Ratos com cérebros híbridos podem perceber o mundo usando o olfato de um rato

Quimera de rato com contribuição de neurônios de rato para o sistema olfativo mostrada. Os bulbos olfativos são contornados em verde e o cerebelo em azul. (Throesch et al., Cell, 2024)

Credibilidade: 999

Os investigadores criaram ratos com cérebros feitos parcialmente de células de rato, permitindo-lhes cheirar o mundo através do hardware neurológico de outro animal.

É a primeira vez que um animal usa os sentidos de outro para detectar e responder ao seu entorno, demonstrando quão adaptável o cérebro pode ser na aceitação de diferentes tipos de células cerebrais.

A equipe dos EUA afirma que as descobertas podem ajudar a identificar semelhanças na forma como os cérebros se desenvolvem, mudam e reparam em diferentes espécies, ao mesmo tempo que podem informar a investigação sobre interfaces homem-máquina ou transplante de células estaminais.

“Neste momento, os investigadores estão a transplantar células estaminais e neurónios em pessoas com Parkinson e epilepsia”, diz a geneticista Kristin Baldwin, do Scripps Research Institute, nos EUA.

“Com modelos cerebrais híbridos, podemos começar a obter algumas respostas e num ritmo mais rápido do que um ensaio clínico”.

Os pesquisadores já criaram cérebros híbridos transferindo neurônios ou pequenas estruturas semelhantes a cérebros, chamadas organoides, de uma espécie para outra, como tecidos de ratos cultivados em camundongos.

No entanto, estes métodos tinham limitações porque as células adicionadas nem sempre se conectavam adequadamente ao cérebro existente.

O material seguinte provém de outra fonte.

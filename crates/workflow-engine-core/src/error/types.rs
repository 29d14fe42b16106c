//! # `WorkflowError` — the tagged-result type every crate boundary returns.
//!
//! Every failure mode in the engine is one of seven kinds: validation,
//! authorisation, not-found, conflict, transient-external,
//! internal-consistency, and data-parse. Each variant below carries
//! enough context to log usefully and to map to an HTTP status at the
//! API edge without re-deriving the kind from a string.

use thiserror::Error;

/// Primary error type for the workflow execution core.
#[derive(Debug, Error)]
pub enum WorkflowError {
    /// Malformed input, an impossible state transition, or a missing
    /// required field. Not retried; surfaced to the caller as `400`.
    #[error("validation error: {message}")]
    ValidationError { message: String },

    /// Caller lacks rights over the target object. Not retried; `403`.
    #[error("not authorised: {message}")]
    AuthorizationError { message: String },

    /// An id does not resolve, or the current-version row is missing.
    /// Not retried; `404`.
    #[error("not found: {message}")]
    NotFoundError { message: String },

    /// Duplicate unique key (e.g. two "current" versions of one base
    /// id). Logged as corruption; surfaced as `409`.
    #[error("conflict: {message}")]
    ConflictError { message: String },

    /// DB timeout or model-API 5xx/timeout. Retried with bounded
    /// back-off at the call site; becomes a task failure once the
    /// retry budget is exhausted.
    #[error("transient external error: {message}")]
    TransientExternalError { message: String },

    /// Upstream payload expected but missing, or a dangling reference.
    /// Logged, degraded (e.g. empty upstream context), never fatal.
    #[error("internal consistency error: {message}")]
    InternalConsistencyError { message: String },

    /// Serialised JSON/metadata unreadable. Replaced by defaults;
    /// logged; not retried.
    #[error("data parse error: {message}")]
    DataParseError { message: String },

    /// The workflow definition graph contains a cycle.
    #[error("workflow contains a cycle among nodes: {nodes:?}")]
    CycleDetected { nodes: Vec<String> },

    /// A node instance was asked to run before all of its registered
    /// upstream nodes completed (invariant 2 in the testable-properties
    /// list) -- this should never be observable outside a test.
    #[error("node {node_instance} is not ready: missing upstream {missing:?}")]
    DependencyNotSatisfied {
        node_instance: String,
        missing: Vec<String>,
    },

    /// Requested state transition is not legal from the current state.
    #[error("invalid state transition for {entity}: {from} -> {to}")]
    InvalidStateTransition {
        entity: String,
        from: String,
        to: String,
    },

    /// Failed to serialize a value to JSON for storage or transmission.
    #[error("serialization error: {message}")]
    SerializationError { message: String },

    /// Failed to deserialize a stored JSON value back into a type.
    #[error("deserialization error: {message}")]
    DeserializationError { message: String },

    /// A database operation failed outright (connection, constraint,
    /// pool exhaustion).
    #[error("database error: {message}")]
    DatabaseError { message: String },

    /// An external language-model or IM API call failed.
    #[error("external api error: {message}")]
    ApiError { message: String },

    /// Catch-all for failures that don't fit another category.
    #[error("internal error: {message}")]
    InternalError { message: String },
}

impl WorkflowError {
    pub fn validation(message: impl Into<String>) -> Self {
        Self::ValidationError { message: message.into() }
    }

    pub fn not_authorised(message: impl Into<String>) -> Self {
        Self::AuthorizationError { message: message.into() }
    }

    pub fn not_found(message: impl Into<String>) -> Self {
        Self::NotFoundError { message: message.into() }
    }

    pub fn conflict(message: impl Into<String>) -> Self {
        Self::ConflictError { message: message.into() }
    }

    pub fn transient(message: impl Into<String>) -> Self {
        Self::TransientExternalError { message: message.into() }
    }

    pub fn inconsistent(message: impl Into<String>) -> Self {
        Self::InternalConsistencyError { message: message.into() }
    }

    pub fn data_parse(message: impl Into<String>) -> Self {
        Self::DataParseError { message: message.into() }
    }

    /// Whether a call site should retry this error with back-off
    /// (the "transient external" kind is the only retried category).
    pub fn is_retryable(&self) -> bool {
        matches!(self, Self::TransientExternalError { .. })
    }

    /// The error kind, used by the API crate to pick an HTTP status and
    /// by the runtime to decide whether a failure is recoverable.
    pub fn kind(&self) -> ErrorKind {
        match self {
            Self::ValidationError { .. } => ErrorKind::Validation,
            Self::AuthorizationError { .. } => ErrorKind::Authorization,
            Self::NotFoundError { .. } => ErrorKind::NotFound,
            Self::ConflictError { .. } => ErrorKind::Conflict,
            Self::TransientExternalError { .. } => ErrorKind::TransientExternal,
            Self::InternalConsistencyError { .. } => ErrorKind::InternalConsistency,
            Self::DataParseError { .. } => ErrorKind::DataParse,
            Self::CycleDetected { .. } => ErrorKind::Validation,
            Self::DependencyNotSatisfied { .. } => ErrorKind::InternalConsistency,
            Self::InvalidStateTransition { .. } => ErrorKind::Validation,
            Self::SerializationError { .. } => ErrorKind::DataParse,
            Self::DeserializationError { .. } => ErrorKind::DataParse,
            Self::DatabaseError { .. } => ErrorKind::TransientExternal,
            Self::ApiError { .. } => ErrorKind::TransientExternal,
            Self::InternalError { .. } => ErrorKind::InternalConsistency,
        }
    }
}

/// The error kinds from the error-handling design, used for
/// categorisation independent of the specific variant.
#[derive(Debug, Clone, Copy, PartialEq, Eq)]
pub enum ErrorKind {
    Validation,
    Authorization,
    NotFound,
    Conflict,
    TransientExternal,
    InternalConsistency,
    DataParse,
}

#[cfg(feature = "database")]
impl From<diesel::result::Error> for WorkflowError {
    fn from(error: diesel::result::Error) -> Self {
        use diesel::result::Error as DieselError;
        match error {
            DieselError::NotFound => WorkflowError::not_found("row not found"),
            DieselError::DatabaseError(
                diesel::result::DatabaseErrorKind::UniqueViolation,
                info,
            ) => WorkflowError::conflict(info.message().to_string()),
            other => WorkflowError::DatabaseError { message: other.to_string() },
        }
    }
}

#[cfg(feature = "database")]
impl From<diesel::r2d2::PoolError> for WorkflowError {
    fn from(error: diesel::r2d2::PoolError) -> Self {
        WorkflowError::transient(format!("connection pool error: {error}"))
    }
}

impl From<serde_json::Error> for WorkflowError {
    fn from(error: serde_json::Error) -> Self {
        WorkflowError::SerializationError { message: error.to_string() }
    }
}

impl From<reqwest::Error> for WorkflowError {
    fn from(error: reqwest::Error) -> Self {
        WorkflowError::ApiError { message: error.to_string() }
    }
}

#[cfg(test)]
mod tests {
    use super::*;

    #[test]
    fn retryable_is_limited_to_transient_external() {
        assert!(WorkflowError::transient("timeout").is_retryable());
        assert!(!WorkflowError::validation("bad input").is_retryable());
        assert!(!WorkflowError::not_found("missing").is_retryable());
    }

    #[test]
    fn kind_maps_cycle_and_dependency_errors_sensibly() {
        assert_eq!(
            WorkflowError::CycleDetected { nodes: vec!["a".into()] }.kind(),
            ErrorKind::Validation
        );
        assert_eq!(
            WorkflowError::DependencyNotSatisfied {
                node_instance: "n1".into(),
                missing: vec!["n0".into()]
            }
            .kind(),
            ErrorKind::InternalConsistency
        );
    }
}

Baldwin e seus colegas queriam saber se conseguiriam fazer com que circuitos neurais sintéticos de duas espécies diferentes funcionassem juntos em um cérebro vivo.

Usando uma técnica chamada complementação de blastocistos, eles introduziram células-tronco de rato em embriões de camundongos logo após a fertilização, o que permitiu que as células de rato e camundongo crescessem e se integrassem naturalmente.

É a primeira vez que este processo específico resultou com sucesso em cérebros híbridos feitos com células derivadas de duas espécies diferentes.

Surpreendentemente, o ambiente cerebral do rato alterou o tempo de desenvolvimento dos neurônios do rato e apoiou as conexões sinápticas entre os neurônios do rato e do camundongo, embora ratos e camundongos tenham evoluído separadamente durante milhões de anos e tenham diferenças no tamanho do cérebro.

“Você podia ver células de rato em quase todo o cérebro do rato, o que foi bastante surpreendente para nós”, explica Baldwin.

“Isso nos diz que existem poucas barreiras à inserção, sugerindo que muitos tipos de neurônios de camundongos podem ser substituídos por um neurônio de rato semelhante”.

Um cérebro híbrido mostrando centros de processamento de odores (estruturas circulares). Neurônios de ratos são mostrados em vermelho e verdes mostram neurônios de camundongos. (Ben Throesch/Universidade de Columbia)

Quando os neurônios dos ratos envolvidos no olfato foram desligados ou mortos, os neurônios dos ratos assumiram o controle e ajudaram o cérebro a processar cheiros e encontrar comida.

“Escondemos um biscoito em cada gaiola de rato e ficamos muito surpresos ao ver que eles conseguiram encontrá-lo nos neurônios dos ratos”, diz Baldwin.

Curiosamente, a retenção de neurônios mortos e silenciosos ainda parecia estar afetando o comportamento dos animais.

Ratos com neurônios olfativos inativados tiveram mais dificuldade em encontrar biscoitos escondidos do que ratos cujos neurônios olfativos foram projetados para desaparecer completamente durante o estágio de desenvolvimento.

“Se você deseja uma substituição funcional, pode ser necessário esvaziar os neurônios disfuncionais que estão ali parados”, sugere Baldwin, “o que poderia ser o caso de algumas doenças neurodegenerativas e também de alguns distúrbios do neurodesenvolvimento, como autismo e esquizofrenia”.

Embora os resultados sejam promissores, precisaremos de mais pesquisas para compreender as implicações da integração neural interespécies e aproveitar o seu potencial.

Um problema com o novo sistema cerebral híbrido é que as células dos ratos estão dispersas aleatoriamente, dificultando a aplicação do método a outros sistemas cerebrais.

A equipe de Baldwin está trabalhando para direcionar essas células para se tornarem um tipo específico, o que poderia melhorar a precisão experimental.

Se for bem sucedido, este método poderá até resultar em cérebros híbridos com neurônios de primatas.

“Isso nos ajudaria a chegar ainda mais perto da compreensão das doenças humanas”, diz Baldwin.